Only lines containing the word "SimConfig" belong in the answer; copy each one from the records.

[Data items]

______________________________

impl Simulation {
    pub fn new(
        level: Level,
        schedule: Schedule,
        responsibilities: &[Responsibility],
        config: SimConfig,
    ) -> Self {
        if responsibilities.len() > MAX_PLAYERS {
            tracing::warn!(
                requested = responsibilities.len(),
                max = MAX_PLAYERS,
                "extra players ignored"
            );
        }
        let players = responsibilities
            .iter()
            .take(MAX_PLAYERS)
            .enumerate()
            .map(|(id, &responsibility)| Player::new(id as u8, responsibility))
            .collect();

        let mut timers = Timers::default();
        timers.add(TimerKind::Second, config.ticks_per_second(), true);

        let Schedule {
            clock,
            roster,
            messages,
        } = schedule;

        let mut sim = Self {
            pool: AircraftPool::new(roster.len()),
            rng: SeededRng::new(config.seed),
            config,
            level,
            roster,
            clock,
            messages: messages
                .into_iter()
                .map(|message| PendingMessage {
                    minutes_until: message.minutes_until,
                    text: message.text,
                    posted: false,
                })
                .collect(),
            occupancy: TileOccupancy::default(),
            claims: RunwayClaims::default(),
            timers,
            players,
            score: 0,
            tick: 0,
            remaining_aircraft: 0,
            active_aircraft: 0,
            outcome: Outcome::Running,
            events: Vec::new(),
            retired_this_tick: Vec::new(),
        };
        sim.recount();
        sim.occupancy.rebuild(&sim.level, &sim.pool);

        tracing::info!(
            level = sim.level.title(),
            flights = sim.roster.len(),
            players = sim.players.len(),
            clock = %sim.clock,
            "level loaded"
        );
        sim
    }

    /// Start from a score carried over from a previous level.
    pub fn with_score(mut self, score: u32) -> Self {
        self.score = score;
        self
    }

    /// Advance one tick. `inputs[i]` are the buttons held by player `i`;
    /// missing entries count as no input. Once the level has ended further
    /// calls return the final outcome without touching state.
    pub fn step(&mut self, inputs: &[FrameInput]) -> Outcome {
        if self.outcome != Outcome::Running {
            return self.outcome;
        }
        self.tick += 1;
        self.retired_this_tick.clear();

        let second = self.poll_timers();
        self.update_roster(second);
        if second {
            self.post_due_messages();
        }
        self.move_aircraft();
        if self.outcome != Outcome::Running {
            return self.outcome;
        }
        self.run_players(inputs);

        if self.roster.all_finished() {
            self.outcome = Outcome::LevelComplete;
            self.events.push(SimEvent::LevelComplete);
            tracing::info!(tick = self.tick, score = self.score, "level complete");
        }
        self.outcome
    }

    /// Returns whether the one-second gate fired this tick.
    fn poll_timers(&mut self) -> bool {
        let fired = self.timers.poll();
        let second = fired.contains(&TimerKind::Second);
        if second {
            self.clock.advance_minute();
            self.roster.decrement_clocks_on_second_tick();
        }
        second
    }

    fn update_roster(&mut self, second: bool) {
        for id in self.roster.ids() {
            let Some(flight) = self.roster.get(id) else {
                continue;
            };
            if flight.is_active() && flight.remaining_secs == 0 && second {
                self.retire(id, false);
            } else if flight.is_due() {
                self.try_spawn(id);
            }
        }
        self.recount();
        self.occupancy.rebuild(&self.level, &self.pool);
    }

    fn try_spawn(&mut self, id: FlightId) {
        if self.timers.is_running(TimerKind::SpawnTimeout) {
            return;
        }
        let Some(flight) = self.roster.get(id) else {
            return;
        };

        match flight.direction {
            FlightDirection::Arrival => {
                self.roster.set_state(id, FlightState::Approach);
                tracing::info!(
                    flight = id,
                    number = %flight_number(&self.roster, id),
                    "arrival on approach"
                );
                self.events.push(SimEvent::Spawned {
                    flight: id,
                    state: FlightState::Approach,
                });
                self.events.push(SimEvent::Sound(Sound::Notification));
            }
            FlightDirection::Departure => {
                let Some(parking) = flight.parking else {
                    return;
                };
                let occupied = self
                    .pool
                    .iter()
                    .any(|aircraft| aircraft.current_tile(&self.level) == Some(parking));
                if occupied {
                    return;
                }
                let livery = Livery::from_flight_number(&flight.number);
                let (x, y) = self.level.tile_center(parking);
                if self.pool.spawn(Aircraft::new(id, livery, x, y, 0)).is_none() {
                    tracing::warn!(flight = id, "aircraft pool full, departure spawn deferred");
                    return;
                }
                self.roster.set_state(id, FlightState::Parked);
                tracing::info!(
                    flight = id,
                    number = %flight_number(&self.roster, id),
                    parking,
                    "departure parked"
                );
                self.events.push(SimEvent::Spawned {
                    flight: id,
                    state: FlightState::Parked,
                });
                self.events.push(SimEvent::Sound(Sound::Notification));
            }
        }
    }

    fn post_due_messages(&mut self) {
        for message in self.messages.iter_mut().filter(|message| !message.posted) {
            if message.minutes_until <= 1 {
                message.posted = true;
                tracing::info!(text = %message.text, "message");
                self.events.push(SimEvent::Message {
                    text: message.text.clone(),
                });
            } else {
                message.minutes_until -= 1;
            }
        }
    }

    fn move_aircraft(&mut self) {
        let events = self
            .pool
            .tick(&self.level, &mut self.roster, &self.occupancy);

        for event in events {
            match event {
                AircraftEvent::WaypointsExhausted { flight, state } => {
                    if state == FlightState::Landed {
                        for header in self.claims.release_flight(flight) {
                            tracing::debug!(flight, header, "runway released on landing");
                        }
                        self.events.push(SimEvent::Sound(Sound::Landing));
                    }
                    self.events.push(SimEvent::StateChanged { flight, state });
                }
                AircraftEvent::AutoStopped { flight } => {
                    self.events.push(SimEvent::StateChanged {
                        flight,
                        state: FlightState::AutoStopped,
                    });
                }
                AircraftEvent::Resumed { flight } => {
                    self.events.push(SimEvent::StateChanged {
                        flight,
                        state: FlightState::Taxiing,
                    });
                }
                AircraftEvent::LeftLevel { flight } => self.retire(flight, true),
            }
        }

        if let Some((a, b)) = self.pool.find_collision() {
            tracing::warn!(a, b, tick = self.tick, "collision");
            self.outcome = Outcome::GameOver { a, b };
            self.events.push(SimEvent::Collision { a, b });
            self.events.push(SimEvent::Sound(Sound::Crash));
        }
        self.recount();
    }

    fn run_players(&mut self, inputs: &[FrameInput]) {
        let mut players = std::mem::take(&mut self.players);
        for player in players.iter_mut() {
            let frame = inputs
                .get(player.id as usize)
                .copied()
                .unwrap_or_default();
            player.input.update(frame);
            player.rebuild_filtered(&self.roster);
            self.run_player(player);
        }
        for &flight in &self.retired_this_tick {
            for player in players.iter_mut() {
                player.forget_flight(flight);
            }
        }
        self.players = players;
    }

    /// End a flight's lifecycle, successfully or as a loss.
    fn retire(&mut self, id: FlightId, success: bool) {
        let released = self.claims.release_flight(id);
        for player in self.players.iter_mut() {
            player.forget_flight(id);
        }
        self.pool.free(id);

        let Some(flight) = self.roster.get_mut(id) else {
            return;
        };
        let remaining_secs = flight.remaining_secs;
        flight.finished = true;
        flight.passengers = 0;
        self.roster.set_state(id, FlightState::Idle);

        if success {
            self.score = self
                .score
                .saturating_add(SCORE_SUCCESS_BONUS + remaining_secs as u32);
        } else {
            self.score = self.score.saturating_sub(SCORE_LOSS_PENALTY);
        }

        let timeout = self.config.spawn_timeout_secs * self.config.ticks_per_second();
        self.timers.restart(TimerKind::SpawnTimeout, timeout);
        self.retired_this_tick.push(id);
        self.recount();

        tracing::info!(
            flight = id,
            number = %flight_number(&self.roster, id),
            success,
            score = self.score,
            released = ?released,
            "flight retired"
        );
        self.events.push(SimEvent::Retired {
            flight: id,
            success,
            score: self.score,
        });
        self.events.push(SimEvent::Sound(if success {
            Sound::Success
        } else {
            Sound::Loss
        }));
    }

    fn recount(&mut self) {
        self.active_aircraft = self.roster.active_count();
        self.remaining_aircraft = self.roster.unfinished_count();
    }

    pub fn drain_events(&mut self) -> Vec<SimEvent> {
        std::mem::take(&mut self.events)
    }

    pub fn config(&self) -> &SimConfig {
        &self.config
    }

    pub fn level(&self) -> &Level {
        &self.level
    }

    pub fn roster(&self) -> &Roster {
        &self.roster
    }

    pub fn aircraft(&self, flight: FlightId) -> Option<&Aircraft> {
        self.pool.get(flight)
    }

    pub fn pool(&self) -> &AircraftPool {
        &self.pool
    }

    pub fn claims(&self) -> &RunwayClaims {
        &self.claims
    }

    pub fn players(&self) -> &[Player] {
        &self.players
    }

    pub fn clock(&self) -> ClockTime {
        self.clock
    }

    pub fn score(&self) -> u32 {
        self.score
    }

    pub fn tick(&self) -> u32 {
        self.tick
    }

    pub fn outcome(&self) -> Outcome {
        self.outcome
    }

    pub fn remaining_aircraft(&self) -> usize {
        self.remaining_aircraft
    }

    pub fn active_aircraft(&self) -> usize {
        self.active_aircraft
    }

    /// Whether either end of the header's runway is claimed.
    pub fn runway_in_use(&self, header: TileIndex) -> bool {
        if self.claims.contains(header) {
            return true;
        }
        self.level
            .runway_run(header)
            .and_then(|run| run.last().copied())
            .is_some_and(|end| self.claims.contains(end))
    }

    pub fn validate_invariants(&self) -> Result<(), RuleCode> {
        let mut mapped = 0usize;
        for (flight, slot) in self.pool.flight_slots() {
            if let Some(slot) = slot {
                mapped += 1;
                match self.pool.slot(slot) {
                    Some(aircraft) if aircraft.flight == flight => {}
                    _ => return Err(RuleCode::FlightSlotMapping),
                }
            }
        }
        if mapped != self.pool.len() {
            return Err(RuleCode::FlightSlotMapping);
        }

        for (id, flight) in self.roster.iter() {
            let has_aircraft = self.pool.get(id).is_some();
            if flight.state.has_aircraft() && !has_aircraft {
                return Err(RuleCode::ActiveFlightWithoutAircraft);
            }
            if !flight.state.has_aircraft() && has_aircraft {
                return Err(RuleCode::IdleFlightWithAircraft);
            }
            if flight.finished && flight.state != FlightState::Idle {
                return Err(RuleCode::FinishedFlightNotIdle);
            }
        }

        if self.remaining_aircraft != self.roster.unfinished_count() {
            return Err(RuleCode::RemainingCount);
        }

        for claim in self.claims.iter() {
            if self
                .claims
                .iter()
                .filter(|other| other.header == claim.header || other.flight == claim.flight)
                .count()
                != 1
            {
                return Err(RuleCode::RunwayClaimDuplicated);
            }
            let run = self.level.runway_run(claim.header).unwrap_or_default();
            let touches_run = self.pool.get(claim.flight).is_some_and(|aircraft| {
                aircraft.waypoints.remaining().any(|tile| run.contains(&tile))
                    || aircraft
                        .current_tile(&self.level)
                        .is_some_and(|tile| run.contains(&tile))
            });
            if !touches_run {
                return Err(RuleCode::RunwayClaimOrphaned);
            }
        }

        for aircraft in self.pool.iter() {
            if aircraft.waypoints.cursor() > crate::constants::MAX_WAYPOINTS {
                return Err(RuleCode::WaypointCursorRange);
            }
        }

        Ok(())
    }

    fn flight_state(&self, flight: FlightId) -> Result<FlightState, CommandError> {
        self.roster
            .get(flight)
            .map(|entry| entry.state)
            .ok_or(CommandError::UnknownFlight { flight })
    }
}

______________________________

## Response below
        config: SimConfig,
    pub fn config(&self) -> &SimConfig {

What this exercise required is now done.